> _PROBLEM_
Please retype the listing below exactly, from its opening line through the line where "#[derive(Subcommand)]" appears.
___ DATASET RECORDS ___
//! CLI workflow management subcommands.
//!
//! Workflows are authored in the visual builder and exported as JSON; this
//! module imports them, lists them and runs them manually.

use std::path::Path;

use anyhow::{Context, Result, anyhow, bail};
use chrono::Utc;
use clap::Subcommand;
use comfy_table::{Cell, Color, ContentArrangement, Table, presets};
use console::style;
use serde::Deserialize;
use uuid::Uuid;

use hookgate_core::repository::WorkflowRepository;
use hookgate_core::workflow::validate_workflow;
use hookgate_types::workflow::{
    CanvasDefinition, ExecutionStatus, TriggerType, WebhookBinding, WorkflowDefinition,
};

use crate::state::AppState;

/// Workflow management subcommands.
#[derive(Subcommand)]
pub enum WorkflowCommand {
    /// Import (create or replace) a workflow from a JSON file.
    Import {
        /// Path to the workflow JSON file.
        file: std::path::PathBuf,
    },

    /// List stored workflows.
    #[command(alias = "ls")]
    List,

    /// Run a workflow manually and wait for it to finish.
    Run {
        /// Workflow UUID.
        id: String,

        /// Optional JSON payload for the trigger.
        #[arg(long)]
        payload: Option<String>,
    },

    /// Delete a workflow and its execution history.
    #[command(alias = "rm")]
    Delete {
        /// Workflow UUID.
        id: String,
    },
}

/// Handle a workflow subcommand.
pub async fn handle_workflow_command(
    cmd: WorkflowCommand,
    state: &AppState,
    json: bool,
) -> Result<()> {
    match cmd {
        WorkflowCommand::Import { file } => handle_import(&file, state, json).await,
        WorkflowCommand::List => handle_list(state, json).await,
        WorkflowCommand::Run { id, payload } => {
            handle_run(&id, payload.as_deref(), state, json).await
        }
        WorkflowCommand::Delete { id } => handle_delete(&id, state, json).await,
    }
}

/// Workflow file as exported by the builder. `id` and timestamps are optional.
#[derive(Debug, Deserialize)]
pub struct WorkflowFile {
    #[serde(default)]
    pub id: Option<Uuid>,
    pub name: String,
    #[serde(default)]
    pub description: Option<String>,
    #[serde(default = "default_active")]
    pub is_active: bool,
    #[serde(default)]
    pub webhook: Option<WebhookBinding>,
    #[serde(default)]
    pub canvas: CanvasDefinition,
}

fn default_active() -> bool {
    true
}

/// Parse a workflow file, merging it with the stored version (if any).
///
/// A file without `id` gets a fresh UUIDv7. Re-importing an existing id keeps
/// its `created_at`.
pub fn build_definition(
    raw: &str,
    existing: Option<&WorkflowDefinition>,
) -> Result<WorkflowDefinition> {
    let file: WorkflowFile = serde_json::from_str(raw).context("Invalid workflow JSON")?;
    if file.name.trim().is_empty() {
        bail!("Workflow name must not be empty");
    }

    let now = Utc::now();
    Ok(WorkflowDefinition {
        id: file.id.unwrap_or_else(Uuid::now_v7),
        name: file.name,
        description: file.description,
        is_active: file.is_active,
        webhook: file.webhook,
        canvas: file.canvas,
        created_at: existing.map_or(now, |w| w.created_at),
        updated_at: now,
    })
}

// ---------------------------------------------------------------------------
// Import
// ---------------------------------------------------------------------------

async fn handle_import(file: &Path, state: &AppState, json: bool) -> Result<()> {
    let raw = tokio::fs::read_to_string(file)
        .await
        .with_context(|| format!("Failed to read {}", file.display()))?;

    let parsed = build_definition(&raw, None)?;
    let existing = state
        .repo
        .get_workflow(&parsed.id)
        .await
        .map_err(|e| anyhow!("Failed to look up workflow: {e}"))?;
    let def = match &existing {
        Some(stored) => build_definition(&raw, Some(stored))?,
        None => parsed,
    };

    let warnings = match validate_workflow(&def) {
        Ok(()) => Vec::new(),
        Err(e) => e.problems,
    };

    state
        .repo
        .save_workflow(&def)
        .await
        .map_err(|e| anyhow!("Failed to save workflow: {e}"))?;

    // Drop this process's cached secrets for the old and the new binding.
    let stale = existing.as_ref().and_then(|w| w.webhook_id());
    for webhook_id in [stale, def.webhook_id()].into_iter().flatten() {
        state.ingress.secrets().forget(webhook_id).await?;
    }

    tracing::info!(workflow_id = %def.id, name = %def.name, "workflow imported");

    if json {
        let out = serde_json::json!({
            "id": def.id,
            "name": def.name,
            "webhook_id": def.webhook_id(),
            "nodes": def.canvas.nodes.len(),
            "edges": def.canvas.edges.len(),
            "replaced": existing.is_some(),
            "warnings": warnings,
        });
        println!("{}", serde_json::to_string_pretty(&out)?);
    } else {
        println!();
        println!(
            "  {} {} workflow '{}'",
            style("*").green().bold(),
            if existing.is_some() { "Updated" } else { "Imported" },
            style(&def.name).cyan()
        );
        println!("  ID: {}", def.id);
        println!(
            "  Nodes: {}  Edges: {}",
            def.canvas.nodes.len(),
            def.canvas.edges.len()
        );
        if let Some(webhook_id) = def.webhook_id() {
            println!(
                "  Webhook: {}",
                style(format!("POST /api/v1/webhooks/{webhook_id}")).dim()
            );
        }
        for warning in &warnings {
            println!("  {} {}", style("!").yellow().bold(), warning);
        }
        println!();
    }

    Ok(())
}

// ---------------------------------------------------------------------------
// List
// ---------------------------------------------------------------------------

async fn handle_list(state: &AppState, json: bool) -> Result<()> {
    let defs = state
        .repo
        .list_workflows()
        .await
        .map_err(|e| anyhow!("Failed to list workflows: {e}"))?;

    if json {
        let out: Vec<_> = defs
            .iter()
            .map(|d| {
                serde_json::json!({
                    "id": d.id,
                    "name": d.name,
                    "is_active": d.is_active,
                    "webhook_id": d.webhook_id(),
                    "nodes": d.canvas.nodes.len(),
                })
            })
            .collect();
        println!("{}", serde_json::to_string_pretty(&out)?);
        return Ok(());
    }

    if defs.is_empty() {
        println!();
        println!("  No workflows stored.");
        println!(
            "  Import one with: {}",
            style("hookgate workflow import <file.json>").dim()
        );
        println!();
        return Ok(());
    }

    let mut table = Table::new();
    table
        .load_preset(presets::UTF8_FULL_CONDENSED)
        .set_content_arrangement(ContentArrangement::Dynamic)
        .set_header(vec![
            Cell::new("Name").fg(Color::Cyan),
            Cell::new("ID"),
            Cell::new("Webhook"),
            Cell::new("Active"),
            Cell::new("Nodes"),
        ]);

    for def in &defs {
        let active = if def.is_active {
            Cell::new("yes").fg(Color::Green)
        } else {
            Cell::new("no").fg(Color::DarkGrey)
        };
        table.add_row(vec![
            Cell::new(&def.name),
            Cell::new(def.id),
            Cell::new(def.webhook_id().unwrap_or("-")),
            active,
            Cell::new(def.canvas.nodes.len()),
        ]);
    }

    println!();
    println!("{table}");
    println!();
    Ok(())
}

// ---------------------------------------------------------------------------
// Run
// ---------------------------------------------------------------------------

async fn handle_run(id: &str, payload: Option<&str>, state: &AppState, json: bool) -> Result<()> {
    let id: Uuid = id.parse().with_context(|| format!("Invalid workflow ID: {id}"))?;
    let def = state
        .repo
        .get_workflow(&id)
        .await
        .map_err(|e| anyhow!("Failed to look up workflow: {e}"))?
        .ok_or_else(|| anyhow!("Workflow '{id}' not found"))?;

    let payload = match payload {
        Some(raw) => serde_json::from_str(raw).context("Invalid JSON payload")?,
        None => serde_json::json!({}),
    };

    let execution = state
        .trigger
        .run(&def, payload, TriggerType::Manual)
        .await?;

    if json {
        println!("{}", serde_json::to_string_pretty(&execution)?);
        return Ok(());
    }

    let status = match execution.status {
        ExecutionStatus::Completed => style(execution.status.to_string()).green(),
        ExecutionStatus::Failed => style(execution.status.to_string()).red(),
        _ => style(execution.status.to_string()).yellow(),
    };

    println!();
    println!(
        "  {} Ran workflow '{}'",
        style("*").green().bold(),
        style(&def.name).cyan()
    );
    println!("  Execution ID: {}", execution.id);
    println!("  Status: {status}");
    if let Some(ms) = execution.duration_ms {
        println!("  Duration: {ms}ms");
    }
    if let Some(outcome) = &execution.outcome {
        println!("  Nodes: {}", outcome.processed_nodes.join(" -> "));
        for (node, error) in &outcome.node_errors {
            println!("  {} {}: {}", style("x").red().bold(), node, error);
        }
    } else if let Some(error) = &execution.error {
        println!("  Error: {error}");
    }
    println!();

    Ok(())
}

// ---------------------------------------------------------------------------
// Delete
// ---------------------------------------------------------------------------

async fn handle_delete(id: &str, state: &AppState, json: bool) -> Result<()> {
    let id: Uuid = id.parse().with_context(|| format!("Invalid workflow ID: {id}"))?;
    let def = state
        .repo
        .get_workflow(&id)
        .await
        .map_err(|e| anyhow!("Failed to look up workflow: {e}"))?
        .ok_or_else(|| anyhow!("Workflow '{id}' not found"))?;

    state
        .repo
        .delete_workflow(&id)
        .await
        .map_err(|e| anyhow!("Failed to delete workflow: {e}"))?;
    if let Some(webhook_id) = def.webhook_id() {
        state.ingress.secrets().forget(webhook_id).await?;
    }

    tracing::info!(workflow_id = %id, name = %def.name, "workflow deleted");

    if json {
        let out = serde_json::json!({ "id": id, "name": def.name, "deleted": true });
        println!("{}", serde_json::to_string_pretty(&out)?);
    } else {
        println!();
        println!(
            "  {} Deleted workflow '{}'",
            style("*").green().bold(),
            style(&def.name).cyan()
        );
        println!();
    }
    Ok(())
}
___
> _TASK ANSWER_
//! CLI workflow management subcommands.
//!
//! Workflows are authored in the visual builder and exported as JSON; this
//! module imports them, lists them and runs them manually.

use std::path::Path;

use anyhow::{Context, Result, anyhow, bail};
use chrono::Utc;
use clap::Subcommand;
use comfy_table::{Cell, Color, ContentArrangement, Table, presets};
use console::style;
use serde::Deserialize;
use uuid::Uuid;

use hookgate_core::repository::WorkflowRepository;
use hookgate_core::workflow::validate_workflow;
use hookgate_types::workflow::{
    CanvasDefinition, ExecutionStatus, TriggerType, WebhookBinding, WorkflowDefinition,
};

use crate::state::AppState;

/// Workflow management subcommands.
#[derive(Subcommand)]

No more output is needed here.